The Digital Person-to-Person Payments in the U.S.: The Competitive Landscape report by Aite Group shows that financial institutions held 83% of the digital P2P market share in 2016, while alternative payment providers had 17%. The report has also revealed that in 2015 cash and checks were the preferred method of American consumers for P2P payments, highlight that there is room for online payments expansion.

Moneytree to bring Japanese banking revolution to Australia

Moneytree, the business that has been able to create a permission-based, data sharing platform, is bringing its platform to Australia.
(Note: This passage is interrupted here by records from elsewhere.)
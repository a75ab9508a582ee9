//! Backing data model
//!
//! Immutable, content-addressed objects: a `Tree` is one directory snapshot,
//! a `Blob` is one file's content. Both are identified by a `Hash`.

mod blob;
mod hash;
mod path;
mod tree;

pub use blob::Blob;
pub use hash::Hash;
pub use path::{join_path, split_path, validate_name};
pub use tree::{EntryKind, Tree, TreeEntry};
Moneytree’s alliances with Japanese banks has positioned it to provide an open-API regime, which is in line with some the PSD-2 goals in Europe, and the Australian government’s wish for open banking in the Australian marketplace.

See the AB+F interview with Paul Chapman, Founder, Moneytree here.

Four Australian banks to use SWIFT gpi

Swift has announced that it has implementation plans in place with four of Australia’s major banks to implement is gpi service.

The four banks named, being Commonwealth Bank, Westpac Bank, ANZ Bank and National Australia Bank have all been reportedly signed up to go live or planning the implementation phases.

SWIFT gpi seeks to improve the customer experience in cross-border payments by increasing the speed, transparency and end-to-end tracking of cross-border payments.

Over 110 transaction banks from Europe, Asia Pacific, Africa and the Americas are already signed up to use the service and more are expected to join. Thousands of cross-border payments are today being sent using this new standard, bringing immediate benefits to gpi banks and their corporate customers.

Now live, the first phase of SWIFT gpi focuses on business-to-business payments, helping corporates grow their international business, improve supplier relationships, and achieve greater treasury efficiencies. Thanks to SWIFT gpi, corporates can today receive an enhanced  payments service from their  banks, with following key features:

  • Faster, same day use of funds*
  • Transparency of fees
  • End-to-end payments tracking
  • Remittance information transferred unaltered

GPI concept

The second phase of SWIFT gpi will enable the digital transformation of cross-border payments, by allowing banks to:

  • Immediately stop a payment, no matter where it is in the correspondent banking chain.
  • Transfer rich payment data along with the payment, including additional line item details necessary for compliance checks, in an effort to enhance the reconciliation of a payment with multiple invoices.
  • Use an international payment assistant, to further increase the straight-through-processing rate of cross-border payments, at origination.

For its third phase, SWIFT gpi is already exploring the potential of using new technologies such as distributed ledger technology, in the cross-border payments process.

The announcement is related to SWIFT’s release of a cross-border payments tracker on May 23rd. Since then, gpi service has been used by more than 20 global transaction banks.